There is precedent for Republicans’ conservative social and cultural approach affecting North Carolina elections. McCory, the last GOP governor, went along with more conservative legislators in signing HB2, known as the Bathroom Bill, which rolled back protections for LGBTQ+ people and required people in North Carolina to use public bathrooms that aligned with the gender assigned on their birth certificates.

Reaction in the business community was swift. The NBA pulled its professional men’s basketball’s All-Star game from Charlotte. Major corporations criticized the law. McCrory went on to lose his 2016 reelection bid to Democrat Roy Cooper, in no small part, because of HB2.

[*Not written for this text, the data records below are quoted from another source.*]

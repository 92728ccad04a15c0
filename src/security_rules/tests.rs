use super::*;
use crate::core::error::ErrorCode;
use crate::core::http::DEFAULT_TIMEOUT;
use httpmock::prelude::*;
use reqwest::Client;
use reqwest_middleware::ClientBuilder;
use serde_json::json;

const RULESET_ID: &str = "3a7e3b0e-9e6b-4f3e-8a4c-1d2b3c4d5e6f";

fn rules_client(server: &MockServer) -> SecurityRules {
    let client = ClientBuilder::new(Client::new()).build();
    SecurityRules::new_with_client(
        client,
        server.url("/v1"),
        Some("test-project".to_string()),
        DEFAULT_TIMEOUT,
    )
}

fn ruleset_json() -> serde_json::Value {
    json!({
        "name": format!("projects/test-project/rulesets/{}", RULESET_ID),
        "createTime": "2024-01-02T03:04:05.000000Z",
        "source": {
            "files": [{ "name": "firestore.rules", "content": "service cloud.firestore {}" }]
        }
    })
}

#[tokio::test]
async fn test_get_ruleset() {
    let server = MockServer::start_async().await;
    let mock = server
        .mock_async(|when, then| {
            when.method(GET)
                .path(format!("/v1/projects/test-project/rulesets/{}", RULESET_ID));
            then.status(200)
                .header("content-type", "application/json")
                .json_body(ruleset_json());
        })
        .await;

    let ruleset = rules_client(&server).get_ruleset(RULESET_ID).await.unwrap();
    assert_eq!(ruleset.id, RULESET_ID);
    assert_eq!(ruleset.files.len(), 1);
    assert_eq!(ruleset.files[0].name, "firestore.rules");
    assert_eq!(ruleset.create_time.to_rfc3339(), "2024-01-02T03:04:05+00:00");

    mock.assert_async().await;
}

#[tokio::test]
async fn test_get_ruleset_validates_name() {
    let server = MockServer::start_async().await;
    let rules = rules_client(&server);

    let err = rules.get_ruleset("").await.unwrap_err();
    assert_eq!(err.code(), ErrorCode::InvalidArgument);

    let err = rules.get_ruleset("a/b").await.unwrap_err();
    assert_eq!(err.code(), ErrorCode::InvalidArgument);
}

#[tokio::test]
async fn test_missing_project_id() {
    let server = MockServer::start_async().await;
    let client = ClientBuilder::new(Client::new()).build();
    let rules = SecurityRules::new_with_client(client, server.url("/v1"), None, DEFAULT_TIMEOUT);
    assert!(rules.project_id().is_none());

    let err = rules.get_release("cloud.firestore").await.unwrap_err();
    assert_eq!(err.code(), ErrorCode::InvalidProjectId);
}

#[tokio::test]
async fn test_malformed_ruleset_name_is_internal_error() {
    let server = MockServer::start_async().await;
    server
        .mock_async(|when, then| {
            when.method(GET).path(format!("/v1/projects/test-project/rulesets/{}", RULESET_ID));
            then.status(200).json_body(json!({
                "name": "rulesets/oops",
                "createTime": "2024-01-02T03:04:05Z"
            }));
        })
        .await;

    let err = rules_client(&server).get_ruleset(RULESET_ID).await.unwrap_err();
    assert_eq!(err.code(), ErrorCode::InternalError);
}

#[tokio::test]
async fn test_create_ruleset() {
    let server = MockServer::start_async().await;
    let mock = server
        .mock_async(|when, then| {
            when.method(POST)
                .path("/v1/projects/test-project/rulesets")
                .json_body(json!({
                    "source": {
                        "files": [{
                            "name": "firestore.rules",
                            "content": "service cloud.firestore {}"
                        }]
                    }
                }));
            then.status(200).json_body(ruleset_json());
        })
        .await;

    let ruleset = rules_client(&server)
        .create_ruleset(vec![RulesFile {
            name: "firestore.rules".to_string(),
            content: "service cloud.firestore {}".to_string(),
        }])
        .await
        .unwrap();
    assert_eq!(ruleset.id, RULESET_ID);

    mock.assert_async().await;
}

#[tokio::test]
async fn test_create_release_and_update_release() {
    let server = MockServer::start_async().await;
    let release = json!({
        "name": "projects/test-project/releases/cloud.firestore",
        "rulesetName": format!("projects/test-project/rulesets/{}", RULESET_ID),
        "createTime": "2024-01-02T03:04:05Z",
        "updateTime": "2024-01-03T03:04:05Z"
    });

    let create = server
        .mock_async(|when, then| {
            when.method(POST)
                .path("/v1/projects/test-project/releases")
                .json_body(json!({
                    "name": "projects/test-project/releases/cloud.firestore",
                    "rulesetName": format!("projects/test-project/rulesets/{}", RULESET_ID)
                }));
            then.status(200).json_body(release.clone());
        })
        .await;
    let update = server
        .mock_async(|when, then| {
            when.method(PATCH)
                .path("/v1/projects/test-project/releases/cloud.firestore")
                .json_body(json!({
                    "release": {
                        "name": "projects/test-project/releases/cloud.firestore",
                        "rulesetName": format!("projects/test-project/rulesets/{}", RULESET_ID)
                    }
                }));
            then.status(200).json_body(release.clone());
        })
        .await;

    let rules = rules_client(&server);
    let created = rules.create_release("cloud.firestore", RULESET_ID).await.unwrap();
    assert_eq!(created.name, "cloud.firestore");
    assert_eq!(created.ruleset_id, RULESET_ID);
    assert!(created.update_time.is_some());

    let updated = rules.update_release("cloud.firestore", RULESET_ID).await.unwrap();
    assert_eq!(updated, created);

    create.assert_async().await;
    update.assert_async().await;
}

#[tokio::test]
async fn test_release_errors_map_statuses() {
    let server = MockServer::start_async().await;
    server
        .mock_async(|when, then| {
            when.method(POST).path("/v1/projects/test-project/releases");
            then.status(409).json_body(json!({
                "error": {
                    "code": 409,
                    "message": "Release already exists.",
                    "status": "ALREADY_EXISTS"
                }
            }));
        })
        .await;
    server
        .mock_async(|when, then| {
            when.method(GET).path("/v1/projects/test-project/releases/firebase.storage");
            then.status(429).body("slow down");
        })
        .await;

    let rules = rules_client(&server);
    let err = rules.create_release("cloud.firestore", RULESET_ID).await.unwrap_err();
    assert_eq!(err.code(), ErrorCode::AlreadyExists);
    assert!(err.to_string().contains("Release already exists."));

    let err = rules.get_release("firebase.storage").await.unwrap_err();
    assert_eq!(err.code(), ErrorCode::ResourceExhausted);
}

#[tokio::test]
async fn test_list_rulesets() {
    let server = MockServer::start_async().await;
    let mock = server
        .mock_async(|when, then| {
            when.method(GET)
                .path("/v1/projects/test-project/rulesets")
                .query_param("pageSize", "10")
                .query_param("pageToken", "next");
            then.status(200).json_body(json!({
                "rulesets": [{
                    "name": format!("projects/test-project/rulesets/{}", RULESET_ID),
                    "createTime": "2024-01-02T03:04:05Z"
                }],
                "nextPageToken": "after"
            }));
        })
        .await;

    let list = rules_client(&server).list_rulesets(Some(10), Some("next")).await.unwrap();
    assert_eq!(list.rulesets.len(), 1);
    assert_eq!(list.rulesets[0].id, RULESET_ID);
    assert_eq!(list.next_page_token.as_deref(), Some("after"));

    mock.assert_async().await;
}

#[tokio::test]
async fn test_list_releases_empty() {
    let server = MockServer::start_async().await;
    server
        .mock_async(|when, then| {
            when.method(GET)
                .path("/v1/projects/test-project/releases")
                .query_param("pageSize", "100");
            then.status(200).json_body(json!({}));
        })
        .await;

    let list = rules_client(&server).list_releases(None, None).await.unwrap();
    assert!(list.releases.is_empty());
    assert!(list.next_page_token.is_none());
}

#[tokio::test]
async fn test_list_validates_paging_arguments() {
    let server = MockServer::start_async().await;
    let rules = rules_client(&server);

    for size in [0, 101] {
        let err = rules.list_rulesets(Some(size), None).await.unwrap_err();
        assert_eq!(err.code(), ErrorCode::InvalidArgument);
    }
    let err = rules.list_releases(None, Some("")).await.unwrap_err();
    assert_eq!(err.code(), ErrorCode::InvalidArgument);
}

#[tokio::test]
async fn test_delete_ruleset_and_release() {
    let server = MockServer::start_async().await;
    let delete_ruleset = server
        .mock_async(|when, then| {
            when.method(DELETE)
                .path(format!("/v1/projects/test-project/rulesets/{}", RULESET_ID));
            then.status(200).json_body(json!({}));
        })
        .await;
    let delete_release = server
        .mock_async(|when, then| {
            when.method(DELETE)
                .path("/v1/projects/test-project/releases/cloud.firestore");
            then.status(200).body("");
        })
        .await;

    let rules = rules_client(&server);
    rules.delete_ruleset(RULESET_ID).await.unwrap();
    rules.delete_release("cloud.firestore").await.unwrap();

    delete_ruleset.assert_async().await;
    delete_release.assert_async().await;
}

Some conventional Republicans believe the GOP is playing with fire again with Robinson at the top of the statewide ticket.

“The Democrats have the best messenger they could possibly have against Mark Robinson — and that is Mark Robinson,” said GOP strategist Paul Schumaker. “Because all of that is on video, audio, social media and church websites. These ads are going to write themselves.”

Despite Democrats’ control of the governor’s office, North Carolina has a long history of split results between the governor and the presidency. Cooper, the outgoing Democratic governor, twice won when Trump carried North Carolina’s electoral votes. In 2020, Cooper won reelection by almost 250,000 votes, and he exceeded Trump’s vote totals, drawing 2.83 million to Trump’s 2.76 million. Cooper ran ahead of Democrat Joe Biden by almost 200,000 votes.

The question becomes whether ticket-splitting continues four more years into a hyper-partisan era, especially with Republicans running with such an unapologetically bombastic and conservative slate.

“People want to say North Carolina is a purple state, but I personally believe we’re a red state,” said state GOP Vice Chairwoman Susan Mills in an interview. She called Robinson “a very bold and outspoken man, especially about his Christian faith,” and argued that would attract new voters, as Trump has done.

State Democratic Party Chairwoman Anderson Clayton countered that Robinson’s nomination and the state GOP’s direction overall emboldens her party’s base and helps attract the kind of swing voters who twice elected Cooper.

“We still care about what our state reputation is, and you’re not going to go embarrassing us,” she said.

Beyond policy and party differences, Stein and Robinson have distinctly different biographies.

Before 2018, Robinson’s political activity consisted of voting and unvarnished Facebook posts. Then he gave an intense speech at a Greensboro City Council meeting, chiding his hometown politicians for considering tighter gun restrictions.

“I am the majority!” he declared. It went viral online and propelled him into the lieutenant governor’s race two years later.

Robinson tells a bootstrap story of growing up poor, losing manufacturing jobs and enduring bankruptcy. His version obscures details of his financial history, which includes an ongoing inquiry into a nonprofit that his wife started in 2015. But it gives him an everyman pitch that endears him, especially to conservative anti-establishment voters.

Stein, meanwhile, is a lawyer who holds multiple Ivy League degrees and served in the state Senate before winning two terms as attorney general. Democrats like Clayton argue that his time in that office helps him appeal to centrist voters and avoid being tagged as too liberal. But, at the least, Stein’s biography allows Robinson and Republicans to cast him as a typical Raleigh politician.


Associated Press reporter Thomas Beaumont contributed.